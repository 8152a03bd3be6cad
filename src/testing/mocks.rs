//! Mock implementations for testing
//!
//! [`MockTransport`] plays a scripted broker: each `open` pops the next
//! [`ConnectBehavior`] from its script (falling back to a default once the
//! script is empty), and every link it hands out reacts to publishes
//! according to a [`LinkBehavior`]. Counters and captured messages live in a
//! shared [`TransportStats`] that tests keep after the transport has been
//! moved into a publisher.

use crate::publisher::QosLevel;
use crate::transport::{AckKind, BrokerTarget, Link, LinkEvent, Transport, TransportError};
use async_trait::async_trait;
use bytes::Bytes;
use std::collections::VecDeque;
use std::sync::atomic::{AtomicUsize, Ordering};
use std::sync::Arc;
use std::time::Duration;
use tokio::sync::Mutex;

/// How the scripted broker answers one connection attempt
#[derive(Debug, Clone, PartialEq)]
pub enum ConnectBehavior {
    /// CONNACK success; the link then behaves as given
    Accept(LinkBehavior),
    /// CONNACK with bad username or password
    RejectCredentials,
    /// CONNACK with a terminal failure code, e.g. an unsupported protocol
    Refuse(String),
    /// Handshake fails certificate validation
    TlsFailure,
    /// TCP connect fails
    Unreachable,
    /// Never answers
    Hang,
}

/// How an accepted link reacts to a publish
#[derive(Debug, Clone, PartialEq)]
pub enum LinkBehavior {
    /// Send the acknowledgements the QoS level calls for
    Acknowledge,
    /// Acknowledge, but only after the given delay
    AcknowledgeAfter(Duration),
    /// Take the write and stay silent
    NeverAcknowledge,
    /// Reset the connection right after the write
    DropConnection,
    /// Answer with a failure reason code
    Reject(String),
}

/// A publish as the scripted broker received it
#[derive(Debug, Clone, PartialEq)]
pub struct PublishedMessage {
    pub topic: String,
    pub payload: Bytes,
    pub qos: QosLevel,
    pub retain: bool,
}

/// Counters shared by a mock transport and all of its links
#[derive(Debug, Default)]
pub struct TransportStats {
    connect_attempts: AtomicUsize,
    opens: AtomicUsize,
    closes: AtomicUsize,
    writes: AtomicUsize,
    published: Mutex<Vec<PublishedMessage>>,
}

impl TransportStats {
    /// Every call to `open`, successful or not
    pub fn connect_attempts(&self) -> usize {
        self.connect_attempts.load(Ordering::SeqCst)
    }

    /// Links handed out
    pub fn opens(&self) -> usize {
        self.opens.load(Ordering::SeqCst)
    }

    /// Links closed, each counted once
    pub fn closes(&self) -> usize {
        self.closes.load(Ordering::SeqCst)
    }

    /// Links opened but never closed
    pub fn open_links(&self) -> usize {
        self.opens().saturating_sub(self.closes())
    }

    pub fn writes(&self) -> usize {
        self.writes.load(Ordering::SeqCst)
    }

    pub async fn published_messages(&self) -> Vec<PublishedMessage> {
        self.published.lock().await.clone()
    }
}

/// Scripted transport for testing
#[derive(Debug)]
pub struct MockTransport {
    script: Mutex<VecDeque<ConnectBehavior>>,
    fallback: ConnectBehavior,
    stats: Arc<TransportStats>,
}

impl Default for MockTransport {
    fn default() -> Self {
        Self {
            script: Mutex::new(VecDeque::new()),
            fallback: ConnectBehavior::Accept(LinkBehavior::Acknowledge),
            stats: Arc::new(TransportStats::default()),
        }
    }
}

impl MockTransport {
    /// Transport whose links always acknowledge
    pub fn new() -> Self {
        Self::default()
    }

    /// Queue the answer for the next unscripted connection attempt
    pub fn then_connect(mut self, behavior: ConnectBehavior) -> Self {
        self.script.get_mut().push_back(behavior);
        self
    }

    /// Answer used once the script runs out
    pub fn with_fallback(mut self, behavior: ConnectBehavior) -> Self {
        self.fallback = behavior;
        self
    }

    pub fn stats(&self) -> Arc<TransportStats> {
        Arc::clone(&self.stats)
    }
}

#[async_trait]
impl Transport for MockTransport {
    type Link = MockLink;

    async fn open(&self, target: &BrokerTarget) -> Result<MockLink, TransportError> {
        self.stats.connect_attempts.fetch_add(1, Ordering::SeqCst);
        let behavior = self
            .script
            .lock()
            .await
            .pop_front()
            .unwrap_or_else(|| self.fallback.clone());

        match behavior {
            ConnectBehavior::Accept(link_behavior) => {
                self.stats.opens.fetch_add(1, Ordering::SeqCst);
                Ok(MockLink {
                    behavior: link_behavior,
                    stats: Arc::clone(&self.stats),
                    events: VecDeque::new(),
                    closed: false,
                })
            }
            ConnectBehavior::RejectCredentials => Err(TransportError::Auth(format!(
                "BadUserNamePassword for {}",
                target.username()
            ))),
            ConnectBehavior::Refuse(code) => Err(TransportError::Refused(code)),
            ConnectBehavior::TlsFailure => Err(TransportError::Tls(
                "invalid peer certificate: UnknownIssuer".to_string(),
            )),
            ConnectBehavior::Unreachable => Err(TransportError::Network(format!(
                "connection refused ({}:{})",
                target.host, target.port
            ))),
            ConnectBehavior::Hang => std::future::pending().await,
        }
    }
}

/// Link handed out by [`MockTransport`]
#[derive(Debug)]
pub struct MockLink {
    behavior: LinkBehavior,
    stats: Arc<TransportStats>,
    /// Pending events and the delay before each is delivered
    events: VecDeque<(Duration, LinkEvent)>,
    closed: bool,
}

impl MockLink {
    fn acknowledgements(qos: QosLevel) -> Vec<LinkEvent> {
        match qos {
            QosLevel::AtMostOnce => vec![],
            QosLevel::AtLeastOnce => vec![LinkEvent::Acknowledged(AckKind::PubAck)],
            QosLevel::ExactlyOnce => vec![
                LinkEvent::Acknowledged(AckKind::PubRec),
                LinkEvent::Acknowledged(AckKind::PubComp),
            ],
        }
    }
}

#[async_trait]
impl Link for MockLink {
    async fn publish(
        &mut self,
        topic: &str,
        payload: Bytes,
        qos: QosLevel,
        retain: bool,
    ) -> Result<(), TransportError> {
        if self.closed {
            return Err(TransportError::Closed("mock link closed".to_string()));
        }

        self.stats.writes.fetch_add(1, Ordering::SeqCst);
        self.stats.published.lock().await.push(PublishedMessage {
            topic: topic.to_string(),
            payload,
            qos,
            retain,
        });

        self.events.push_back((Duration::ZERO, LinkEvent::Written));
        match &self.behavior {
            LinkBehavior::Acknowledge => {
                for event in Self::acknowledgements(qos) {
                    self.events.push_back((Duration::ZERO, event));
                }
            }
            LinkBehavior::AcknowledgeAfter(delay) => {
                for (i, event) in Self::acknowledgements(qos).into_iter().enumerate() {
                    let wait = if i == 0 { *delay } else { Duration::ZERO };
                    self.events.push_back((wait, event));
                }
            }
            LinkBehavior::NeverAcknowledge => {}
            LinkBehavior::DropConnection => {
                self.events.push_back((
                    Duration::ZERO,
                    LinkEvent::Closed("connection reset by peer".to_string()),
                ));
            }
            LinkBehavior::Reject(reason) => {
                self.events
                    .push_back((Duration::ZERO, LinkEvent::Rejected(reason.clone())));
            }
        }
        Ok(())
    }

    async fn next_event(&mut self) -> Option<LinkEvent> {
        if self.closed {
            return None;
        }
        match self.events.front() {
            Some((delay, _)) if !delay.is_zero() => {
                let delay = *delay;
                tokio::time::sleep(delay).await;
                if let Some(front) = self.events.front_mut() {
                    front.0 = Duration::ZERO;
                }
            }
            Some(_) => {}
            // Silent broker
            None => std::future::pending::<()>().await,
        }
        self.events.pop_front().map(|(_, event)| event)
    }

    async fn close(&mut self) {
        if !self.closed {
            self.closed = true;
            self.events.clear();
            self.stats.closes.fetch_add(1, Ordering::SeqCst);
        }
    }
}

#[cfg(test)]
mod tests {
    use super::*;

    #[tokio::test]
    async fn test_script_then_fallback() {
        let transport = MockTransport::new()
            .then_connect(ConnectBehavior::Unreachable)
            .with_fallback(ConnectBehavior::RejectCredentials);
        let target = BrokerTarget::new("stub.local", 1883);

        assert!(matches!(
            transport.open(&target).await,
            Err(TransportError::Network(_))
        ));
        assert!(matches!(
            transport.open(&target).await,
            Err(TransportError::Auth(_))
        ));
        assert!(matches!(
            transport.open(&target).await,
            Err(TransportError::Auth(_))
        ));
        assert_eq!(transport.stats().connect_attempts(), 3);
        assert_eq!(transport.stats().opens(), 0);
    }

    #[tokio::test]
    async fn test_link_records_and_acknowledges() {
        let transport = MockTransport::new();
        let stats = transport.stats();
        let mut link = transport
            .open(&BrokerTarget::new("stub.local", 1883))
            .await
            .unwrap();

        link.publish(
            "acct/feeds/beeper",
            Bytes::from_static(b"true"),
            QosLevel::ExactlyOnce,
            false,
        )
        .await
        .unwrap();

        assert_eq!(link.next_event().await, Some(LinkEvent::Written));
        assert_eq!(
            link.next_event().await,
            Some(LinkEvent::Acknowledged(AckKind::PubRec))
        );
        assert_eq!(
            link.next_event().await,
            Some(LinkEvent::Acknowledged(AckKind::PubComp))
        );

        let published = stats.published_messages().await;
        assert_eq!(published.len(), 1);
        assert_eq!(published[0].payload, Bytes::from_static(b"true"));

        link.close().await;
        link.close().await;
        assert_eq!(stats.closes(), 1);
        assert_eq!(link.next_event().await, None);
    }

    #[tokio::test]
    async fn test_dropped_link_reports_closed() {
        let transport = MockTransport::new()
            .with_fallback(ConnectBehavior::Accept(LinkBehavior::DropConnection));
        let mut link = transport
            .open(&BrokerTarget::new("stub.local", 1883))
            .await
            .unwrap();

        link.publish("t", Bytes::from_static(b"x"), QosLevel::AtLeastOnce, false)
            .await
            .unwrap();
        assert_eq!(link.next_event().await, Some(LinkEvent::Written));
        assert!(matches!(link.next_event().await, Some(LinkEvent::Closed(_))));
    }
}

## ABOUT THIS TASK
Look through the data above and return exactly the lines from the one that contains "after the write" to the one that contains "pub async fn", inclusive, with nothing else.

## SOLUTION
    /// Reset the connection right after the write
    DropConnection,
    /// Answer with a failure reason code
    Reject(String),
}

/// A publish as the scripted broker received it
#[derive(Debug, Clone, PartialEq)]
pub struct PublishedMessage {
    pub topic: String,
    pub payload: Bytes,
    pub qos: QosLevel,
    pub retain: bool,
}

/// Counters shared by a mock transport and all of its links
#[derive(Debug, Default)]
pub struct TransportStats {
    connect_attempts: AtomicUsize,
    opens: AtomicUsize,
    closes: AtomicUsize,
    writes: AtomicUsize,
    published: Mutex<Vec<PublishedMessage>>,
}

impl TransportStats {
    /// Every call to `open`, successful or not
    pub fn connect_attempts(&self) -> usize {
        self.connect_attempts.load(Ordering::SeqCst)
    }

    /// Links handed out
    pub fn opens(&self) -> usize {
        self.opens.load(Ordering::SeqCst)
    }

    /// Links closed, each counted once
    pub fn closes(&self) -> usize {
        self.closes.load(Ordering::SeqCst)
    }

    /// Links opened but never closed
    pub fn open_links(&self) -> usize {
        self.opens().saturating_sub(self.closes())
    }

    pub fn writes(&self) -> usize {
        self.writes.load(Ordering::SeqCst)
    }

    pub async fn published_messages(&self) -> Vec<PublishedMessage> {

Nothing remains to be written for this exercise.